А тут как-то случилось, что молодой супруг или отлучился куда-то,
или приболел - не знаю, и молодой пришлось идти в обеденный перерыв
в столовую - одной. Идёт это она осторожно по стеночке, касаясь
осторожно руками специальные ограждения вдоль дорожек, очень
медленно идёт. И случился тут Сергей, тоже шёл в столовую, как
всегда спешил. Не смог он стерпеть беспомощность девушки: не мог
он пройти мимо и не помочь! И подхватил он попутчицу под руку, -
а она была легка как былиночка, и ростом в половину его, - и не то
повёл, не то потащил - не ощутив её веса - в ту же сторону, куда шёл
сам. Что тут было! Все, кто мог видеть или слышать то - скрючились
от смеха, и долго потом не могли отдышаться. Сергей чуть ли не
нёс девушку на руках, а та - что есть силы - кричала, визжала: "Куда
вы меня тащите!?  Отпустите сейчас же!" А "добрая душа" ничего
не слышал, но видел наши весёлые лица, и, наверное, думал, что мы
его поступок одобряем, подбадриваем его, и тоже весело улыбался,
и чуть ли не нёс "голубку" по воздуху.
      Но... прошли те года...
      На днях по делам заехал я в тот город и не удержался, завернул
на минутку к тому Обществу, и... лучше бы я этого не делал. Я до сих
пор в шоке; а в ту минуту, когда увидал то, что увидал - я был
в ступоре! Даже слёзы в глазах будто тоже окоченели, замёрзли и течь
не смогли. Фотография Хиросимы после атомной бомбёжки - выглядит
лучше. На месте кирпичных зданий - голый фундамент, главное здание
зияет пустыми глазницами бывших окон и дверей, и одной стены совсем
нет. Избушка на бывшей проходной - завалилась, металлические ворота
кто-то уволок на металлолом. Никаких станков, которые устанавливал
и отлаживал я своими руками - нет, наверное, тоже ушли на металлолом...

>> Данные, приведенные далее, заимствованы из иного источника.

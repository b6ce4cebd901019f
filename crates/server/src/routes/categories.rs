use axum::{extract::{Path, State}, http::StatusCode, Json};
use axum_extra::extract::WithRejection;
use models::service_category;
use service::services::category_service::{self, CategoryInput, CategoryNode};
use uuid::Uuid;

use crate::errors::JsonApiError;
use crate::routes::{ApiJson, ApiPath};
use crate::routes::auth::{CurrentUser, ServerState};

#[utoipa::path(get, path = "/categories", tag = "categories", responses((status = 200, description = "Category tree")))]
pub async fn tree(State(state): State<ServerState>) -> Result<Json<Vec<CategoryNode>>, JsonApiError> {
    Ok(Json(category_service::list_tree(&state.db).await?))
}

#[utoipa::path(get, path = "/categories/{id}", tag = "categories", params(("id" = Uuid, Path, description = "Category ID")), responses((status = 200, description = "OK"), (status = 404, description = "Not Found")))]
pub async fn get(State(state): State<ServerState>, WithRejection(Path(id), _): ApiPath<Uuid>) -> Result<Json<service_category::Model>, JsonApiError> {
    Ok(Json(category_service::get(&state.db, id).await?))
}

#[utoipa::path(post, path = "/categories", tag = "categories", request_body = crate::openapi::CategoryRequest, responses((status = 200, description = "Created"), (status = 400, description = "Validation Error"), (status = 404, description = "Not Found")))]
pub async fn create(State(state): State<ServerState>, CurrentUser(actor): CurrentUser, WithRejection(Json(input), _): ApiJson<CategoryInput>) -> Result<Json<service_category::Model>, JsonApiError> {
    Ok(Json(category_service::create(&state.db, &actor, input).await?))
}

#[utoipa::path(put, path = "/categories/{id}", tag = "categories", params(("id" = Uuid, Path, description = "Category ID")), request_body = crate::openapi::CategoryRequest, responses((status = 200, description = "Updated"), (status = 400, description = "Validation Error"), (status = 404, description = "Not Found")))]
pub async fn update(State(state): State<ServerState>, CurrentUser(actor): CurrentUser, WithRejection(Path(id), _): ApiPath<Uuid>, WithRejection(Json(input), _): ApiJson<CategoryInput>) -> Result<Json<service_category::Model>, JsonApiError> {
    Ok(Json(category_service::update(&state.db, &actor, id, input).await?))
}

#[utoipa::path(delete, path = "/categories/{id}", tag = "categories", params(("id" = Uuid, Path, description = "Category ID")), responses((status = 204, description = "Deleted"), (status = 404, description = "Not Found"), (status = 409, description = "Still in use")))]
pub async fn delete(State(state): State<ServerState>, CurrentUser(actor): CurrentUser, WithRejection(Path(id), _): ApiPath<Uuid>) -> Result<StatusCode, JsonApiError> {
    category_service::delete(&state.db, &actor, id).await?;
    Ok(StatusCode::NO_CONTENT)
}
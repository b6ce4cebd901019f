use sea_orm_migration::{prelude::*, schema::*};

#[derive(DeriveMigrationName)]
pub struct Migration;

#[async_trait::async_trait]
impl MigrationTrait for Migration {
    async fn up(&self, manager: &SchemaManager) -> Result<(), DbErr> {
        manager
            .create_table(
                Table::create()
                    .table(Notification::Table)
                    .if_not_exists()
                    .col(uuid(Notification::Id).primary_key())
                    .col(uuid(Notification::UserId).not_null())
                    .col(string_len(Notification::Title, 160).not_null())
                    .col(text(Notification::Message).not_null())
                    .col(string_len_null(Notification::Link, 255))
                    .col(boolean(Notification::IsRead).default(false))
                    .col(timestamp_with_time_zone(Notification::CreatedAt).not_null())
                    .foreign_key(
                        ForeignKey::create()
                            .name("fk_notification_user")
                            .from(Notification::Table, Notification::UserId)
                            .to(Users::Table, Users::Id)
                            .on_delete(ForeignKeyAction::Cascade)
                            .on_update(ForeignKeyAction::Cascade),
                    )
                    .to_owned(),
            )
            .await
    }

    async fn down(&self, manager: &SchemaManager) -> Result<(), DbErr> {
        manager.drop_table(Table::drop().table(Notification::Table).to_owned()).await
    }
}

#[derive(DeriveIden)]
enum Notification { Table, Id, UserId, Title, Message, Link, IsRead, CreatedAt }

#[derive(DeriveIden)]
enum Users { Table, Id }
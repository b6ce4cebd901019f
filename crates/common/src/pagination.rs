//! Pagination utilities
//!
//! `Pagination` normalizes query inputs; `PaginatedList` slices an in-memory
//! list into one page and reports the page boundaries.

use serde::{Deserialize, Serialize};

/// Pagination parameters
#[derive(Clone, Copy, Debug, Deserialize)]
pub struct Pagination {
    /// 1-based page index
    #[serde(default = "default_page")]
    pub page: u32,
    /// items per page
    #[serde(default = "default_per_page")]
    pub per_page: u32,
}

fn default_page() -> u32 { 1 }
fn default_per_page() -> u32 { 20 }

impl Pagination {
    /// Clamp to sane defaults: page 0 becomes 1, per_page is kept within 1..=100.
    pub fn normalize(self) -> (u32, u32) {
        let page = if self.page == 0 { 1 } else { self.page };
        let per_page = self.per_page.clamp(1, 100);
        (page, per_page)
    }
}

impl Default for Pagination {
    fn default() -> Self { Self { page: default_page(), per_page: default_per_page() } }
}

/// One page of a list.
#[derive(Clone, Debug, Serialize, PartialEq)]
pub struct PaginatedList<T> {
    pub items: Vec<T>,
    pub page_index: u32,
    pub page_size: u32,
    pub total_items: usize,
    pub total_pages: u32,
    pub has_previous_page: bool,
    pub has_next_page: bool,
}

impl<T> PaginatedList<T> {
    /// Slice `source` into the page described by `opts`.
    ///
    /// A page past the end yields an empty `items` list; the counters still
    /// describe the whole source.
    pub fn create(source: Vec<T>, opts: Pagination) -> Self {
        let (page_index, page_size) = opts.normalize();
        let total_items = source.len();
        let total_pages = total_items.div_ceil(page_size as usize) as u32;
        let skip = (page_index as usize - 1).saturating_mul(page_size as usize);
        let items = source.into_iter().skip(skip).take(page_size as usize).collect();
        Self {
            items,
            page_index,
            page_size,
            total_items,
            total_pages,
            has_previous_page: page_index > 1,
            has_next_page: page_index < total_pages,
        }
    }

    pub fn map<U>(self, f: impl FnMut(T) -> U) -> PaginatedList<U> {
        PaginatedList {
            items: self.items.into_iter().map(f).collect(),
            page_index: self.page_index,
            page_size: self.page_size,
            total_items: self.total_items,
            total_pages: self.total_pages,
            has_previous_page: self.has_previous_page,
            has_next_page: self.has_next_page,
        }
    }
}

#[cfg(test)]
mod tests {
    use super::{PaginatedList, Pagination};

    fn page(n: usize, page: u32, per_page: u32) -> PaginatedList<usize> {
        PaginatedList::create((0..n).collect(), Pagination { page, per_page })
    }

    #[test]
    fn normalize_clamps_zero_to_defaults() {
        let (idx, per) = Pagination { page: 0, per_page: 0 }.normalize();
        assert_eq!(idx, 1);
        assert_eq!(per, 1);
    }

    #[test]
    fn normalize_clamps_upper_bound() {
        let (idx, per) = Pagination { page: 5, per_page: 1000 }.normalize();
        assert_eq!(idx, 5);
        assert_eq!(per, 100);
    }

    #[test]
    fn default_values_are_sane() {
        let d = Pagination::default();
        assert_eq!(d.page, 1);
        assert_eq!(d.per_page, 20);
    }

    #[test]
    fn total_pages_is_ceiling_division() {
        assert_eq!(page(10, 1, 3).total_pages, 4);
        assert_eq!(page(9, 1, 3).total_pages, 3);
        assert_eq!(page(1, 1, 3).total_pages, 1);
        assert_eq!(page(0, 1, 3).total_pages, 0);
    }

    #[test]
    fn first_page_has_only_next() {
        let p = page(10, 1, 3);
        assert_eq!(p.items, vec![0, 1, 2]);
        assert!(!p.has_previous_page);
        assert!(p.has_next_page);
    }

    #[test]
    fn last_page_has_only_previous_and_remainder() {
        let p = page(10, 4, 3);
        assert_eq!(p.items, vec![9]);
        assert!(p.has_previous_page);
        assert!(!p.has_next_page);
    }

    #[test]
    fn middle_page_has_both_flags() {
        let p = page(10, 2, 3);
        assert_eq!(p.items, vec![3, 4, 5]);
        assert!(p.has_previous_page && p.has_next_page);
    }

    #[test]
    fn single_page_has_no_flags() {
        let p = page(3, 1, 3);
        assert_eq!(p.total_pages, 1);
        assert!(!p.has_previous_page && !p.has_next_page);
    }

    #[test]
    fn page_past_end_is_empty() {
        let p = page(4, 9, 2);
        assert!(p.items.is_empty());
        assert_eq!(p.total_items, 4);
        assert!(p.has_previous_page);
        assert!(!p.has_next_page);
    }

    #[test]
    fn map_keeps_counters() {
        let p = page(5, 2, 2).map(|n| n * 10);
        assert_eq!(p.items, vec![20, 30]);
        assert_eq!(p.total_pages, 3);
    }
}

     Позже я забрёл на местный рынок за продуктами, но меня не
радовали ни яркие рекламные щиты, ни голоса зазывающих за
покупками продавщиц. А на выходе я услышал печальную игру - не динамика
с современными импортными песнями, а гармошки. Услышал родное, подошёл!
А там, на складном стульчике знакомый мне - Афанасич, которого я
обучал когда-то работать на серьёзном станке; и он работал, хотя его
оба глаза никогда не видели солнечного света; а вечерами он в клубе
играл на своей гармошке, и репетировал с хором.
      - Афанасич! Здравствуй! Узнаёшь меня? - прикоснулся я к его плечу.
      - Санька! Ещё бы - тебя бы, да не узнать! - обрадовался
старый знакомый. А незрячие инвалиды и впрямь поражали меня прежде
своей способностью безошибочно узнавать даже звук моих шагов.
       Разговорились мы, повспоминали прежние времена, общих знакомых.
       - Ты знаешь, Саня, - пенсия - пенсией, на хлеб хватает. Но...
мне же без разницы: день сейчас или ночь, и сплю я плохо. А, главное
- скука! Толи дело - как мы раньше весело жили: и работали, и
веселились, и всё вместе, все дружно! Радовались!.. А сейчас –
не знаю: куда себя деть. А ещё: тогда я был всем нужен! А сейчас...
всем помеха.
       - А Сергей? Помнишь Сергея? - спросил я Афанасича.
       Но он ответил мне не сразу.
       - Нет Сергея... Умер... Спился парень...
       И моё сердце ещё раз "облилось кровью"... а слёзы замёрзли в глазах.